• **Exercise**: Find how many lines below hold "FileProcessing", and give that number as the entire answer.

• **Provided data**:

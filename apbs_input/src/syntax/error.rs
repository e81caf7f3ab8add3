//! Decoder failures and the diagnostic banner shown to users
//!
//! Builders raise [`SyntaxError`] with the span of the offending token. The
//! parser turns the first one into a [`Diagnostic`], which is the single
//! failure object callers see.

use crate::config::constants::compile_time::syntax::BANNER_WIDTH;
use crate::lexical::LexerError;
use crate::logging::{codes, Code};
use crate::utils::{SourceMap, Span};
use std::fmt;

pub type SyntaxResult<T> = Result<T, SyntaxError>;

#[derive(Debug, Clone, PartialEq, thiserror::Error)]
pub enum SyntaxError {
    #[error("Unexpected token: expected {expected}, found {found}")]
    UnexpectedToken {
        expected: String,
        found: String,
        span: Span,
    },

    #[error("Unexpected end of input: expected {expected}")]
    UnexpectedEndOfInput { expected: String, span: Span },

    #[error("Missing END for {section} section")]
    MissingEnd { section: String, span: Span },

    #[error("Missing QUIT at end of input")]
    MissingQuit { span: Span },

    #[error("{section} section is missing required directive '{directive}'")]
    MissingRequiredDirective {
        section: String,
        directive: String,
        span: Span,
    },

    #[error("Directive '{directive}' may only appear once per section")]
    DuplicateDirective { directive: String, span: Span },

    #[error("Invalid value '{value}' for '{directive}': expected one of {allowed}")]
    InvalidChoice {
        directive: String,
        value: String,
        allowed: String,
        span: Span,
    },

    #[error("Value for {directive}, {value}, must be {constraint}")]
    ValueOutOfRange {
        directive: String,
        value: f64,
        constraint: String,
        span: Span,
    },

    #[error("Malformed number '{text}' for '{directive}'")]
    InvalidNumber {
        directive: String,
        text: String,
        span: Span,
    },

    #[error("Directive '{directive}' is not allowed for calculation type '{variant}'")]
    DirectiveNotAllowed {
        directive: String,
        variant: String,
        span: Span,
    },

    #[error("Input requires {requirement}")]
    MissingSection { requirement: String, span: Span },

    #[error("Too many {what}: limit is {limit}")]
    TooManySections {
        what: String,
        limit: usize,
        span: Span,
    },
}

impl SyntaxError {
    pub fn unexpected_token(expected: &str, found: &str, span: Span) -> Self {
        Self::UnexpectedToken {
            expected: expected.to_string(),
            found: found.to_string(),
            span,
        }
    }

    pub fn unexpected_end_of_input(expected: &str, span: Span) -> Self {
        Self::UnexpectedEndOfInput {
            expected: expected.to_string(),
            span,
        }
    }

    pub fn missing_end(section: &str, span: Span) -> Self {
        Self::MissingEnd {
            section: section.to_string(),
            span,
        }
    }

    pub fn missing_required(section: &str, directive: &str, span: Span) -> Self {
        Self::MissingRequiredDirective {
            section: section.to_string(),
            directive: directive.to_string(),
            span,
        }
    }

    pub fn duplicate_directive(directive: &str, span: Span) -> Self {
        Self::DuplicateDirective {
            directive: directive.to_string(),
            span,
        }
    }

    pub fn invalid_choice(directive: &str, value: &str, allowed: &[&str], span: Span) -> Self {
        Self::InvalidChoice {
            directive: directive.to_string(),
            value: value.to_string(),
            allowed: allowed.join(", "),
            span,
        }
    }

    pub fn out_of_range(directive: &str, value: f64, constraint: &str, span: Span) -> Self {
        Self::ValueOutOfRange {
            directive: directive.to_string(),
            value,
            constraint: constraint.to_string(),
            span,
        }
    }

    pub fn invalid_number(directive: &str, text: &str, span: Span) -> Self {
        Self::InvalidNumber {
            directive: directive.to_string(),
            text: text.to_string(),
            span,
        }
    }

    pub fn not_allowed(directive: &str, variant: &str, span: Span) -> Self {
        Self::DirectiveNotAllowed {
            directive: directive.to_string(),
            variant: variant.to_string(),
            span,
        }
    }

    pub fn error_code(&self) -> Code {
        match self {
            Self::UnexpectedToken { .. } => codes::syntax::UNEXPECTED_TOKEN,
            Self::UnexpectedEndOfInput { .. } => codes::syntax::UNEXPECTED_END_OF_INPUT,
            Self::MissingEnd { .. } => codes::syntax::MISSING_END,
            Self::MissingQuit { .. } => codes::syntax::MISSING_QUIT,
            Self::MissingRequiredDirective { .. } => codes::syntax::MISSING_REQUIRED_DIRECTIVE,
            Self::DuplicateDirective { .. } => codes::syntax::DUPLICATE_DIRECTIVE,
            Self::InvalidChoice { .. } => codes::syntax::INVALID_CHOICE,
            Self::ValueOutOfRange { .. } => codes::syntax::VALUE_OUT_OF_RANGE,
            Self::InvalidNumber { .. } => codes::lexical::INVALID_NUMBER,
            Self::DirectiveNotAllowed { .. } => codes::syntax::DIRECTIVE_NOT_ALLOWED,
            Self::MissingSection { .. } => codes::syntax::MISSING_SECTION,
            Self::TooManySections { .. } => codes::syntax::TOO_MANY_SECTIONS,
        }
    }

    pub fn span(&self) -> Span {
        match self {
            Self::UnexpectedToken { span, .. }
            | Self::UnexpectedEndOfInput { span, .. }
            | Self::MissingEnd { span, .. }
            | Self::MissingQuit { span }
            | Self::MissingRequiredDirective { span, .. }
            | Self::DuplicateDirective { span, .. }
            | Self::InvalidChoice { span, .. }
            | Self::ValueOutOfRange { span, .. }
            | Self::InvalidNumber { span, .. }
            | Self::DirectiveNotAllowed { span, .. }
            | Self::MissingSection { span, .. }
            | Self::TooManySections { span, .. } => *span,
        }
    }

    pub fn category(&self) -> &'static str {
        codes::get_category(self.error_code().as_str())
    }

    pub fn recommended_action(&self) -> &'static str {
        codes::get_action(self.error_code().as_str())
    }
}

/// A decoder failure located in the source text.
///
/// `Display` renders the multi-line banner with the offending line and a
/// caret under the reported column.
#[derive(Debug, Clone, PartialEq)]
pub struct Diagnostic {
    pub filename: String,
    /// 1-based
    pub line: u32,
    /// 1-based
    pub column: u32,
    pub line_text: String,
    pub message: String,
    pub code: Code,
    caret: String,
}

pub const DEFAULT_FILENAME: &str = "<string>";

impl Diagnostic {
    pub fn new(
        filename: &str,
        line: u32,
        column: u32,
        source_map: &SourceMap,
        message: String,
        code: Code,
    ) -> Self {
        let line_text = source_map.get_line(line).unwrap_or_default().to_string();
        let caret = source_map.caret_line(line, column);
        Self {
            filename: filename.to_string(),
            line,
            column,
            line_text,
            message,
            code,
            caret,
        }
    }

    pub fn from_syntax_error(error: &SyntaxError, source_map: &SourceMap, filename: &str) -> Self {
        let start = error.span().start();
        Self::new(
            filename,
            start.line,
            start.column,
            source_map,
            error.to_string(),
            error.error_code(),
        )
    }

    pub fn from_lexer_error(error: &LexerError, source_map: &SourceMap, filename: &str) -> Self {
        let (line, column) = error
            .location()
            .unwrap_or_else(|| {
                let end = source_map.position_at(source_map.source.len());
                (end.line, end.column)
            });
        Self::new(
            filename,
            line,
            column,
            source_map,
            error.to_string(),
            error.error_code(),
        )
    }

    /// Zero-based offset of the caret within the line text
    pub fn caret_offset(&self) -> usize {
        self.column.saturating_sub(1) as usize
    }

    pub fn category(&self) -> &'static str {
        codes::get_category(self.code.as_str())
    }
}

impl fmt::Display for Diagnostic {
    fn fmt(&self, f: &mut fmt::Formatter<'_>) -> fmt::Result {
        let heavy = "=".repeat(BANNER_WIDTH);
        let light = "-".repeat(BANNER_WIDTH);
        writeln!(f, "{}", heavy)?;
        writeln!(f, "{}", self.message)?;
        writeln!(f, "Filename: {}", self.filename)?;
        writeln!(f, "Line Number: {}", self.line)?;
        writeln!(f, "Column: {}", self.column)?;
        writeln!(f, "{}", light)?;
        writeln!(f, "Line:")?;
        writeln!(f, "{}", self.line_text)?;
        writeln!(f, "{}", self.caret)?;
        write!(f, "{}", light)
    }
}

impl std::error::Error for Diagnostic {}

#[cfg(test)]
mod tests {
    use super::*;
    use crate::utils::Position;

    #[test]
    fn test_error_codes() {
        let span = Span::dummy();
        assert_eq!(
            SyntaxError::missing_end("ELEC", span).error_code(),
            codes::syntax::MISSING_END
        );
        assert_eq!(
            SyntaxError::duplicate_directive("pdie", span).error_code().as_str(),
            "E045"
        );
        assert_eq!(
            SyntaxError::out_of_range("pdie", 0.5, "at least 1", span).to_string(),
            "Value for pdie, 0.5, must be at least 1"
        );
    }

    #[test]
    fn test_banner_layout() {
        let source_map = SourceMap::new("ELEC\n  pdie 0.5\nEND\n".to_string());
        let span = Span::new(Position::new(12, 2, 8), Position::new(15, 2, 11));
        let error = SyntaxError::out_of_range("pdie", 0.5, "at least 1", span);
        let diagnostic = Diagnostic::from_syntax_error(&error, &source_map, "apbs.in");

        let rendered = diagnostic.to_string();
        let lines: Vec<&str> = rendered.lines().collect();
        assert_eq!(lines[0], "=".repeat(70));
        assert_eq!(lines[1], "Value for pdie, 0.5, must be at least 1");
        assert_eq!(lines[2], "Filename: apbs.in");
        assert_eq!(lines[3], "Line Number: 2");
        assert_eq!(lines[4], "Column: 8");
        assert_eq!(lines[5], "-".repeat(70));
        assert_eq!(lines[6], "Line:");
        assert_eq!(lines[7], "  pdie 0.5");
        assert_eq!(lines[8], "       ^");
        assert_eq!(lines[9], "-".repeat(70));
        assert_eq!(diagnostic.caret_offset(), 7);
    }

    #[test]
    fn test_lexer_error_diagnostic() {
        let source_map = SourceMap::new("dime 1 2 99999999999999999999\n".to_string());
        let error = LexerError::InvalidNumber {
            text: "99999999999999999999".to_string(),
            line: 1,
            column: 10,
        };
        let diagnostic = Diagnostic::from_lexer_error(&error, &source_map, DEFAULT_FILENAME);
        assert_eq!(diagnostic.filename, "<string>");
        assert_eq!(diagnostic.code, codes::lexical::INVALID_NUMBER);
        assert_eq!(diagnostic.line_text, "dime 1 2 99999999999999999999");
    }

    #[test]
    fn test_unlocated_lexer_error_points_at_end_of_input() {
        let source_map = SourceMap::new("READ\n  mol pqr x.pqr".to_string());
        let error = LexerError::TooManyTokens { count: 5, limit: 4 };
        let diagnostic = Diagnostic::from_lexer_error(&error, &source_map, DEFAULT_FILENAME);
        assert_eq!((diagnostic.line, diagnostic.column), (2, 16));
        assert_eq!(diagnostic.line_text, "  mol pqr x.pqr");
    }
}
use crate::file_processor::FileProcessorError;
use crate::logging::{codes, Code};
use crate::model::ModelError;
use crate::syntax::Diagnostic;

/// Errors from any stage of loading an input file
#[derive(Debug, thiserror::Error)]
pub enum PipelineError {
    #[error("File processing failed: {0}")]
    FileProcessing(#[from] FileProcessorError),

    /// Legacy decoding failure; displays as the diagnostic banner
    #[error("{0}")]
    Decode(Box<Diagnostic>),

    #[error("{0}")]
    Model(#[from] ModelError),

    #[error("Unsupported input format for {path}: expected {expected}")]
    UnsupportedFormat { path: String, expected: &'static str },
}

impl From<Diagnostic> for PipelineError {
    fn from(diagnostic: Diagnostic) -> Self {
        Self::Decode(Box::new(diagnostic))
    }
}

impl PipelineError {
    pub fn unsupported_format(path: &str, expected: &'static str) -> Self {
        Self::UnsupportedFormat {
            path: path.to_string(),
            expected,
        }
    }

    pub fn error_code(&self) -> Code {
        match self {
            Self::FileProcessing(error) => error.error_code(),
            Self::Decode(diagnostic) => diagnostic.code,
            Self::Model(error) => error.error_code(),
            Self::UnsupportedFormat { .. } => codes::file_processing::UNSUPPORTED_EXTENSION,
        }
    }
}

• **Response to this task**: 2